GIVEN INFORMATION →

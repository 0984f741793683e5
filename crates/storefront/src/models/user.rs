//! Authenticated user and session types.

use chrono::{DateTime, Duration, Utc};
use secrecy::SecretString;

use gtm_shop_core::{Email, UserId};

/// The signed-in user as reported by the identity provider.
#[derive(Debug, Clone, PartialEq, Eq)]
pub struct AuthUser {
    /// Identity provider's user id.
    pub id: UserId,
    /// Email address, if the identity has one.
    pub email: Option<Email>,
    /// Display name from the user metadata.
    pub display_name: Option<String>,
}

impl AuthUser {
    /// Display name, falling back to the email local part.
    #[must_use]
    pub fn name_or_email(&self) -> Option<&str> {
        self.display_name
            .as_deref()
            .or_else(|| self.email.as_ref().map(Email::local_part))
    }
}

/// An authenticated session.
///
/// Tokens are secrets and are never printed by `Debug`.
#[derive(Debug, Clone)]
pub struct Session {
    pub access_token: SecretString,
    pub refresh_token: SecretString,
    pub expires_at: DateTime<Utc>,
    pub user: AuthUser,
}

impl Session {
    /// Whether the access token has expired (with a 30 second margin).
    #[must_use]
    pub fn is_expired(&self) -> bool {
        self.expires_at - Duration::seconds(30) <= Utc::now()
    }
}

WHAT YOU SHOULD DO → In full and without error, retype the entries above.

WRITTEN SOLUTION →
repository 0984f741793683e5
filename crates/storefront/src/models/user.rs
//! Authenticated user and session types.

use chrono::{DateTime, Duration, Utc};
use secrecy::SecretString;

use gtm_shop_core::{Email, UserId};

/// The signed-in user as reported by the identity provider.
#[derive(Debug, Clone, PartialEq, Eq)]
pub struct AuthUser {
    /// Identity provider's user id.
    pub id: UserId,
    /// Email address, if the identity has one.
    pub email: Option<Email>,
    /// Display name from the user metadata.
    pub display_name: Option<String>,
}

impl AuthUser {
    /// Display name, falling back to the email local part.
    #[must_use]
    pub fn name_or_email(&self) -> Option<&str> {
        self.display_name
            .as_deref()
            .or_else(|| self.email.as_ref().map(Email::local_part))
    }
}

/// An authenticated session.
///
/// Tokens are secrets and are never printed by `Debug`.
#[derive(Debug, Clone)]
pub struct Session {
    pub access_token: SecretString,
    pub refresh_token: SecretString,
    pub expires_at: DateTime<Utc>,
    pub user: AuthUser,
}

impl Session {
    /// Whether the access token has expired (with a 30 second margin).
    #[must_use]
    pub fn is_expired(&self) -> bool {
        self.expires_at - Duration::seconds(30) <= Utc::now()
    }
}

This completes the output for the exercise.